Sie hat immer gute Ideen für das Zusammenwirken in der Selbsthilfegruppe, nimmt sich Zeit für die Mitglieder und zeigt viel Herz: Dafür schlug die Rheumaliga Havelberg ihre kommissarische Vorsitzende Ingrid Protz für den "Blumenstrauß des Monats" vor.

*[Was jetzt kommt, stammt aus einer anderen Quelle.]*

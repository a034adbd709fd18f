//! SOL / lamport conversion.
//!
//! Amounts reach the ledger as integer lamports. Conversions from the
//! human-facing SOL unit round exactly once, on the final scaled value.

use crate::error::TypeError;

/// Lamports in one SOL.
pub const LAMPORTS_PER_SOL: u64 = 1_000_000_000;

const DECIMALS: usize = 9;

/// Convert a SOL amount to lamports.
///
/// Rejects NaN, infinities, negative values, and anything past `u64::MAX`
/// lamports.
pub fn sol_to_lamports(sol: f64) -> Result<u64, TypeError> {
    if !sol.is_finite() || sol < 0.0 {
        return Err(TypeError::InvalidAmount(sol.to_string()));
    }
    let scaled = (sol * LAMPORTS_PER_SOL as f64).round();
    if scaled >= u64::MAX as f64 {
        return Err(TypeError::AmountOverflow(sol.to_string()));
    }
    Ok(scaled as u64)
}

/// Parse a decimal SOL string such as `"0.01"` into lamports using integer
/// arithmetic only. At most nine fractional digits are accepted.
pub fn parse_sol(input: &str) -> Result<u64, TypeError> {
    let s = input.trim();
    let invalid = || TypeError::InvalidAmount(input.to_string());
    let overflow = || TypeError::AmountOverflow(input.to_string());

    let (whole, frac) = match s.split_once('.') {
        Some((w, f)) => (w, f),
        None => (s, ""),
    };
    if whole.is_empty() && frac.is_empty() {
        return Err(invalid());
    }
    if !whole.bytes().all(|b| b.is_ascii_digit()) || !frac.bytes().all(|b| b.is_ascii_digit()) {
        return Err(invalid());
    }
    if frac.len() > DECIMALS {
        return Err(invalid());
    }

    let whole: u64 = if whole.is_empty() {
        0
    } else {
        whole.parse().map_err(|_| overflow())?
    };
    let frac: u64 = if frac.is_empty() {
        0
    } else {
        let digits: u64 = frac.parse().map_err(|_| invalid())?;
        digits * 10u64.pow((DECIMALS - frac.len()) as u32)
    };

    whole
        .checked_mul(LAMPORTS_PER_SOL)
        .and_then(|w| w.checked_add(frac))
        .ok_or_else(overflow)
}

/// Lamports as SOL, for display.
pub fn lamports_to_sol(lamports: u64) -> f64 {
    lamports as f64 / LAMPORTS_PER_SOL as f64
}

Havelberg l "Sie wollen heute nicht zu uns, stimmt`s", begrüßte Ingrid Protz am Mittwoch die Volksstimme-Redakteurin kurz vor Beginn des Funktionstrainings der Gruppe 1 der Rheumaliga. Doch diese war richtig. Ursula Meyer hatte den Besuch bestellt. Der Grund: Die Gruppe wollte ihrer kommissarischen Vorsitzenden mit dem "Blumenstrauß des Monats" Dankeschön sagen. Ursula Meyer würdigte die Geehrte für ihren großen Einsatz von Anfang an. "Du bist immer für deine Mitmenschen da, zeigst viel Herz und sorgst für unseren Zusammenhalt." Die sichtlich überraschte Ingrid Protz freute sich über diese Anerkennung und sagte: "Allein klappt`s nicht. Das alles geht nur, wenn alle mitziehen. Hier vergessen wir unsere Schmerzen, sind abgelenkt."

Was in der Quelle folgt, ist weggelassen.